Entries supplied |
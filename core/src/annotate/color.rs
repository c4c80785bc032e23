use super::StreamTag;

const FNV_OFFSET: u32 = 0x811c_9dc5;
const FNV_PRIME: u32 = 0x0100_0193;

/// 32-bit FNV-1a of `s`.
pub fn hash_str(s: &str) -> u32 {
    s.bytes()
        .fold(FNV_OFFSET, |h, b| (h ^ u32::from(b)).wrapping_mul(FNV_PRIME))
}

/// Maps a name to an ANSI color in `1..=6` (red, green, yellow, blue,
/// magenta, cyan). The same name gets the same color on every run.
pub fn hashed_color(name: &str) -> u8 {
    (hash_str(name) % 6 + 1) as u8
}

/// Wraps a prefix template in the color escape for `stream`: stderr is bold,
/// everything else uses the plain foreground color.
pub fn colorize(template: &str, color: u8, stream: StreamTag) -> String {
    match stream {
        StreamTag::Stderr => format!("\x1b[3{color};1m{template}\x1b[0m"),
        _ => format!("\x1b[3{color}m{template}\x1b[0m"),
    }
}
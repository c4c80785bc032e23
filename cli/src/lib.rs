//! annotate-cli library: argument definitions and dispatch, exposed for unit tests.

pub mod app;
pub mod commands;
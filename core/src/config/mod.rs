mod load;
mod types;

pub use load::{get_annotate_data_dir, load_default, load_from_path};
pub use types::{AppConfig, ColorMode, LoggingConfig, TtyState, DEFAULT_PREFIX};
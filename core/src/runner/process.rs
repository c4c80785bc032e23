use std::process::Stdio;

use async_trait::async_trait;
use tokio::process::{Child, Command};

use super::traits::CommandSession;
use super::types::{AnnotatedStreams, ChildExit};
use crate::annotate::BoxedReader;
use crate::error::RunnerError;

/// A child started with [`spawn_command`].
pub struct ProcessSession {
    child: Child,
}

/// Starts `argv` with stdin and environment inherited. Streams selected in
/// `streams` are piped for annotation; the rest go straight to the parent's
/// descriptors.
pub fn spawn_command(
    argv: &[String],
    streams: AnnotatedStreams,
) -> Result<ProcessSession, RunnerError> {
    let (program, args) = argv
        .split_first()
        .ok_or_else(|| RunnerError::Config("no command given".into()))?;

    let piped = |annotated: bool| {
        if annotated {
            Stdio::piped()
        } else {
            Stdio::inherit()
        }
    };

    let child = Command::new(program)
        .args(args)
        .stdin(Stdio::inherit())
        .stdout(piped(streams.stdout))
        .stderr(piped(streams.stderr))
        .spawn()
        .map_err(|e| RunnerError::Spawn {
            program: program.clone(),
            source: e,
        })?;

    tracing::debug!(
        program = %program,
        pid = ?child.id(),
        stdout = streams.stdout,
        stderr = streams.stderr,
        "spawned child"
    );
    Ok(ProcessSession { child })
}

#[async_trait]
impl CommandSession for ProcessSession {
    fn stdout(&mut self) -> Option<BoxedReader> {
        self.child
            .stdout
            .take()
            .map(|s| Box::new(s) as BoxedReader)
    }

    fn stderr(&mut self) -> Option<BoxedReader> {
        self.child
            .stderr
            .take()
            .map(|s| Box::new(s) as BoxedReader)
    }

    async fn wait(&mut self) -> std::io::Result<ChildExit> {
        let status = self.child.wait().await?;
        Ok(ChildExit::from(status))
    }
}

==

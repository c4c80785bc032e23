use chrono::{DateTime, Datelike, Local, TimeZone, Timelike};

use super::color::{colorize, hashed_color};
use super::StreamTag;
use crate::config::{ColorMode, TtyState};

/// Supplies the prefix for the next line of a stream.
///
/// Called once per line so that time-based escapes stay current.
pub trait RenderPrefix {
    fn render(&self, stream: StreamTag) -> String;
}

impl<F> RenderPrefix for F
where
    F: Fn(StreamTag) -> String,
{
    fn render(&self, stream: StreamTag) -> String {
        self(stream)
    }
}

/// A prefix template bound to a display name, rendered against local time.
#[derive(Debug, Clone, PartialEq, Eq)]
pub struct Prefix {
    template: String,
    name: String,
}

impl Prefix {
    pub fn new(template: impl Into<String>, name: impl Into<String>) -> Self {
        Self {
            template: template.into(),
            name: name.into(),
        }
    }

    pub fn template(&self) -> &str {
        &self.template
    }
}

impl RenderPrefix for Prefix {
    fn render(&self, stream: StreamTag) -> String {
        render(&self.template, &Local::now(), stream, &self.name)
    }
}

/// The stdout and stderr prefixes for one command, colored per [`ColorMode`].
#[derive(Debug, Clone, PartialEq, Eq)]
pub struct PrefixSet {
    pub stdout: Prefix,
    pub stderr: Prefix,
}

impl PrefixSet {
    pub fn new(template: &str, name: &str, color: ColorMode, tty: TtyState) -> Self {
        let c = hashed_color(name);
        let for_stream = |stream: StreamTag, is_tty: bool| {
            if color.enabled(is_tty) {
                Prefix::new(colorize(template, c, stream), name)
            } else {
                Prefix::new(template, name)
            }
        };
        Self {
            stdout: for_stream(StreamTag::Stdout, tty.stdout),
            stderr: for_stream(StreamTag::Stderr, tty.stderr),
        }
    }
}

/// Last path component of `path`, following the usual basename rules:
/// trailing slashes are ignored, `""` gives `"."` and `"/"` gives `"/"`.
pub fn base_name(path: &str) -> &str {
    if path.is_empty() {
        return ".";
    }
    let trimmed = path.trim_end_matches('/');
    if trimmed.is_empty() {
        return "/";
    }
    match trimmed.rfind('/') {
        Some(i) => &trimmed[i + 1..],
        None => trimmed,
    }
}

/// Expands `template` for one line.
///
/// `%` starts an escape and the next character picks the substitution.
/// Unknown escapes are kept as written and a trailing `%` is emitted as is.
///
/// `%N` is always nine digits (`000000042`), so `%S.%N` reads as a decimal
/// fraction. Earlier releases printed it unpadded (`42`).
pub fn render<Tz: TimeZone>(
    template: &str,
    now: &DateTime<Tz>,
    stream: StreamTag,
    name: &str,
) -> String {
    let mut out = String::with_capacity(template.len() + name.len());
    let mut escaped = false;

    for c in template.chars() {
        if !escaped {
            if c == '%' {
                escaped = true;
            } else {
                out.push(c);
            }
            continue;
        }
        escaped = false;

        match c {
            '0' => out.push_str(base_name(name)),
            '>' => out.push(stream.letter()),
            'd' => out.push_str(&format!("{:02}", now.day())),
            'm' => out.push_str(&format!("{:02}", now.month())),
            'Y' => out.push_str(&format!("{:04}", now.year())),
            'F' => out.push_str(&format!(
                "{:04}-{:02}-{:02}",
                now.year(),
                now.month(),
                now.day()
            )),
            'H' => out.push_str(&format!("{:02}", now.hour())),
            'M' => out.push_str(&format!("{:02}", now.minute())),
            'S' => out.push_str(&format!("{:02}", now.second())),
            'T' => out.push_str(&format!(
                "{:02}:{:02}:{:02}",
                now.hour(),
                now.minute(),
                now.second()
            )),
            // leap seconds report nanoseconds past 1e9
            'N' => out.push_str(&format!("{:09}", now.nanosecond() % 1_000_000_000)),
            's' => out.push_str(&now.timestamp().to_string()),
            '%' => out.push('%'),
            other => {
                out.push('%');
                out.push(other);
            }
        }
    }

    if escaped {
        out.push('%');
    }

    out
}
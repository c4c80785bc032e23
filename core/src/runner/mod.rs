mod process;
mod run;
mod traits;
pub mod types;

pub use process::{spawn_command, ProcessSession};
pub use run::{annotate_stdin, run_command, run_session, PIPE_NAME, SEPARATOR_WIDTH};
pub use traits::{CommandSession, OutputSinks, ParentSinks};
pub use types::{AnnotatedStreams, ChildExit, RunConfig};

Work instruction | Only lines that contain the string "Result" count; pick each one out of the records and copy it.

Completed task |
) -> Result<ProcessSession, RunnerError> {
    async fn wait(&mut self) -> std::io::Result<ChildExit> {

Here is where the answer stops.